What to produce: The data below is to be set down again exactly as written.

Source material:
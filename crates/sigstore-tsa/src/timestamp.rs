//! RFC 3161 timestamp tokens
//!
//! A token is a CMS `SignedData` whose encapsulated content is a `TSTInfo`.
//! Bundles usually carry the bare `ContentInfo`, but some clients store the
//! whole `TimeStampResp`; both forms are accepted.

use chrono::{DateTime, Utc};
use cms::content_info::ContentInfo;
use cms::signed_data::{SignedData, SignerIdentifier, SignerInfo};
use const_oid::ObjectIdentifier;
use der::asn1::OctetString;
use der::{Decode, Encode, Tag, Tagged};
use sigstore_crypto::{constant_time_eq, KeyType, PublicKey, SigningScheme};
use sigstore_types::HashAlgorithm;
use x509_cert::name::Name;

use crate::asn1::{
    TimeStampResp, TstInfo, ID_CONTENT_TYPE, ID_CT_TST_INFO, ID_MESSAGE_DIGEST, ID_SHA256,
    ID_SHA384, ID_SHA512, ID_SIGNED_DATA,
};
use crate::error::{Error, Result};

/// PKIStatus values that carry a token
const STATUS_GRANTED: u32 = 0;
const STATUS_GRANTED_WITH_MODS: u32 = 1;

/// A parsed timestamp token
#[derive(Debug, Clone)]
pub struct Rfc3161Timestamp {
    signed_data: SignedData,
    tst_info: TstInfo,
    tst_info_der: Vec<u8>,
    signing_time: DateTime<Utc>,
}

impl Rfc3161Timestamp {
    /// Parse a DER `ContentInfo` or `TimeStampResp`
    pub fn from_der(bytes: &[u8]) -> Result<Self> {
        let content_info = match ContentInfo::from_der(bytes) {
            Ok(info) => info,
            Err(content_info_err) => {
                let resp = TimeStampResp::from_der(bytes).map_err(|_| content_info_err)?;
                let status = resp.status.status;
                if status != STATUS_GRANTED && status != STATUS_GRANTED_WITH_MODS {
                    return Err(Error::Rejected(status));
                }
                resp.time_stamp_token.ok_or_else(|| {
                    Error::Malformed("response does not contain a token".to_string())
                })?
            }
        };

        if content_info.content_type != ID_SIGNED_DATA {
            return Err(Error::Malformed(format!(
                "content type {} is not signedData",
                content_info.content_type
            )));
        }
        let signed_data: SignedData = content_info.content.decode_as()?;

        if signed_data.signer_infos.0.len() != 1 {
            return Err(Error::Malformed(format!(
                "expected exactly one signer, found {}",
                signed_data.signer_infos.0.len()
            )));
        }

        let encap = &signed_data.encap_content_info;
        if encap.econtent_type != ID_CT_TST_INFO {
            return Err(Error::Malformed(format!(
                "encapsulated content type {} is not TSTInfo",
                encap.econtent_type
            )));
        }
        let econtent = encap
            .econtent
            .as_ref()
            .ok_or_else(|| Error::Malformed("missing encapsulated TSTInfo".to_string()))?;
        if econtent.tag() != Tag::OctetString {
            return Err(Error::Malformed(
                "encapsulated content is not an OCTET STRING".to_string(),
            ));
        }
        let tst_info_der = econtent.value().to_vec();
        let tst_info = TstInfo::from_der(&tst_info_der)?;
        let signing_time = tst_info.gen_time()?;

        tracing::trace!(
            "parsed timestamp token, genTime {}, policy {}",
            signing_time,
            tst_info.policy
        );

        Ok(Self {
            signed_data,
            tst_info,
            tst_info_der,
            signing_time,
        })
    }

    /// The `genTime` asserted by the authority
    pub fn signing_time(&self) -> DateTime<Utc> {
        self.signing_time
    }

    fn signer_info(&self) -> Result<&SignerInfo> {
        self.signed_data
            .signer_infos
            .0
            .iter()
            .next()
            .ok_or_else(|| Error::Malformed("token has no signer".to_string()))
    }

    /// Serial number of the signing certificate, when the signer is named by
    /// issuer and serial.
    pub fn signer_serial_number(&self) -> Option<&[u8]> {
        match &self.signer_info().ok()?.sid {
            SignerIdentifier::IssuerAndSerialNumber(ias) => Some(ias.serial_number.as_bytes()),
            SignerIdentifier::SubjectKeyIdentifier(_) => None,
        }
    }

    /// Issuer of the signing certificate
    pub fn signer_issuer(&self) -> Option<&Name> {
        match &self.signer_info().ok()?.sid {
            SignerIdentifier::IssuerAndSerialNumber(ias) => Some(&ias.issuer),
            SignerIdentifier::SubjectKeyIdentifier(_) => None,
        }
    }

    /// Check that the token covers `data` and was signed by `key`
    pub fn verify(&self, data: &[u8], key: &PublicKey) -> Result<()> {
        let imprint = &self.tst_info.message_imprint;
        let imprint_alg = hash_algorithm(imprint.hash_algorithm.oid)?;
        let expected = sigstore_crypto::digest(imprint_alg, data)?;
        if !constant_time_eq(&expected, imprint.hashed_message.as_bytes()) {
            return Err(Error::ImprintMismatch);
        }

        let signer = self.signer_info()?;
        let digest_alg = hash_algorithm(signer.digest_alg.oid)?;

        let signed_bytes = match &signer.signed_attrs {
            Some(attrs) => {
                let mut message_digest = None;
                for attr in attrs.iter() {
                    let Some(value) = attr.values.iter().next() else {
                        continue;
                    };
                    if attr.oid == ID_MESSAGE_DIGEST {
                        message_digest = Some(value.decode_as::<OctetString>()?);
                    } else if attr.oid == ID_CONTENT_TYPE {
                        let content_type: ObjectIdentifier = value.decode_as()?;
                        if content_type != ID_CT_TST_INFO {
                            return Err(Error::Malformed(format!(
                                "signed content type {} is not TSTInfo",
                                content_type
                            )));
                        }
                    }
                }
                let message_digest = message_digest.ok_or_else(|| {
                    Error::Malformed("signed attributes lack messageDigest".to_string())
                })?;
                let content_digest = sigstore_crypto::digest(digest_alg, &self.tst_info_der)?;
                if !constant_time_eq(&content_digest, message_digest.as_bytes()) {
                    return Err(Error::MessageDigestMismatch);
                }
                attrs.to_der()?
            }
            None => self.tst_info_der.clone(),
        };

        let scheme = signer_scheme(signer, key, digest_alg)?;
        key.verify_with_scheme(scheme, &signed_bytes, signer.signature.as_bytes())?;
        Ok(())
    }
}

Answer section:
filename crates/sigstore-tsa/src/timestamp.rs
//! RFC 3161 timestamp tokens
//!
//! A token is a CMS `SignedData` whose encapsulated content is a `TSTInfo`.
//! Bundles usually carry the bare `ContentInfo`, but some clients store the
//! whole `TimeStampResp`; both forms are accepted.

use chrono::{DateTime, Utc};
use cms::content_info::ContentInfo;
use cms::signed_data::{SignedData, SignerIdentifier, SignerInfo};
use const_oid::ObjectIdentifier;
use der::asn1::OctetString;
use der::{Decode, Encode, Tag, Tagged};
use sigstore_crypto::{constant_time_eq, KeyType, PublicKey, SigningScheme};
use sigstore_types::HashAlgorithm;
use x509_cert::name::Name;

use crate::asn1::{
    TimeStampResp, TstInfo, ID_CONTENT_TYPE, ID_CT_TST_INFO, ID_MESSAGE_DIGEST, ID_SHA256,
    ID_SHA384, ID_SHA512, ID_SIGNED_DATA,
};
use crate::error::{Error, Result};

/// PKIStatus values that carry a token
const STATUS_GRANTED: u32 = 0;
const STATUS_GRANTED_WITH_MODS: u32 = 1;

/// A parsed timestamp token
#[derive(Debug, Clone)]
pub struct Rfc3161Timestamp {
    signed_data: SignedData,
    tst_info: TstInfo,
    tst_info_der: Vec<u8>,
    signing_time: DateTime<Utc>,
}

impl Rfc3161Timestamp {
    /// Parse a DER `ContentInfo` or `TimeStampResp`
    pub fn from_der(bytes: &[u8]) -> Result<Self> {
        let content_info = match ContentInfo::from_der(bytes) {
            Ok(info) => info,
            Err(content_info_err) => {
                let resp = TimeStampResp::from_der(bytes).map_err(|_| content_info_err)?;
                let status = resp.status.status;
                if status != STATUS_GRANTED && status != STATUS_GRANTED_WITH_MODS {
                    return Err(Error::Rejected(status));
                }
                resp.time_stamp_token.ok_or_else(|| {
                    Error::Malformed("response does not contain a token".to_string())
                })?
            }
        };

        if content_info.content_type != ID_SIGNED_DATA {
            return Err(Error::Malformed(format!(
                "content type {} is not signedData",
                content_info.content_type
            )));
        }
        let signed_data: SignedData = content_info.content.decode_as()?;

        if signed_data.signer_infos.0.len() != 1 {
            return Err(Error::Malformed(format!(
                "expected exactly one signer, found {}",
                signed_data.signer_infos.0.len()
            )));
        }

        let encap = &signed_data.encap_content_info;
        if encap.econtent_type != ID_CT_TST_INFO {
            return Err(Error::Malformed(format!(
                "encapsulated content type {} is not TSTInfo",
                encap.econtent_type
            )));
        }
        let econtent = encap
            .econtent
            .as_ref()
            .ok_or_else(|| Error::Malformed("missing encapsulated TSTInfo".to_string()))?;
        if econtent.tag() != Tag::OctetString {
            return Err(Error::Malformed(
                "encapsulated content is not an OCTET STRING".to_string(),
            ));
        }
        let tst_info_der = econtent.value().to_vec();
        let tst_info = TstInfo::from_der(&tst_info_der)?;
        let signing_time = tst_info.gen_time()?;

        tracing::trace!(
            "parsed timestamp token, genTime {}, policy {}",
            signing_time,
            tst_info.policy
        );

        Ok(Self {
            signed_data,
            tst_info,
            tst_info_der,
            signing_time,
        })
    }

    /// The `genTime` asserted by the authority
    pub fn signing_time(&self) -> DateTime<Utc> {
        self.signing_time
    }

    fn signer_info(&self) -> Result<&SignerInfo> {
        self.signed_data
            .signer_infos
            .0
            .iter()
            .next()
            .ok_or_else(|| Error::Malformed("token has no signer".to_string()))
    }

    /// Serial number of the signing certificate, when the signer is named by
    /// issuer and serial.
    pub fn signer_serial_number(&self) -> Option<&[u8]> {
        match &self.signer_info().ok()?.sid {
            SignerIdentifier::IssuerAndSerialNumber(ias) => Some(ias.serial_number.as_bytes()),
            SignerIdentifier::SubjectKeyIdentifier(_) => None,
        }
    }

    /// Issuer of the signing certificate
    pub fn signer_issuer(&self) -> Option<&Name> {
        match &self.signer_info().ok()?.sid {
            SignerIdentifier::IssuerAndSerialNumber(ias) => Some(&ias.issuer),
            SignerIdentifier::SubjectKeyIdentifier(_) => None,
        }
    }

    /// Check that the token covers `data` and was signed by `key`
    pub fn verify(&self, data: &[u8], key: &PublicKey) -> Result<()> {
        let imprint = &self.tst_info.message_imprint;
        let imprint_alg = hash_algorithm(imprint.hash_algorithm.oid)?;
        let expected = sigstore_crypto::digest(imprint_alg, data)?;
        if !constant_time_eq(&expected, imprint.hashed_message.as_bytes()) {
            return Err(Error::ImprintMismatch);
        }

        let signer = self.signer_info()?;
        let digest_alg = hash_algorithm(signer.digest_alg.oid)?;

        let signed_bytes = match &signer.signed_attrs {
            Some(attrs) => {
                let mut message_digest = None;
                for attr in attrs.iter() {
                    let Some(value) = attr.values.iter().next() else {
                        continue;
                    };
                    if attr.oid == ID_MESSAGE_DIGEST {
                        message_digest = Some(value.decode_as::<OctetString>()?);
                    } else if attr.oid == ID_CONTENT_TYPE {
                        let content_type: ObjectIdentifier = value.decode_as()?;
                        if content_type != ID_CT_TST_INFO {
                            return Err(Error::Malformed(format!(
                                "signed content type {} is not TSTInfo",
                                content_type
                            )));
                        }
                    }
                }
                let message_digest = message_digest.ok_or_else(|| {
                    Error::Malformed("signed attributes lack messageDigest".to_string())
                })?;
                let content_digest = sigstore_crypto::digest(digest_alg, &self.tst_info_der)?;
                if !constant_time_eq(&content_digest, message_digest.as_bytes()) {
                    return Err(Error::MessageDigestMismatch);
                }
                attrs.to_der()?
            }
            None => self.tst_info_der.clone(),
        };

        let scheme = signer_scheme(signer, key, digest_alg)?;
        key.verify_with_scheme(scheme, &signed_bytes, signer.signature.as_bytes())?;
        Ok(())
    }
}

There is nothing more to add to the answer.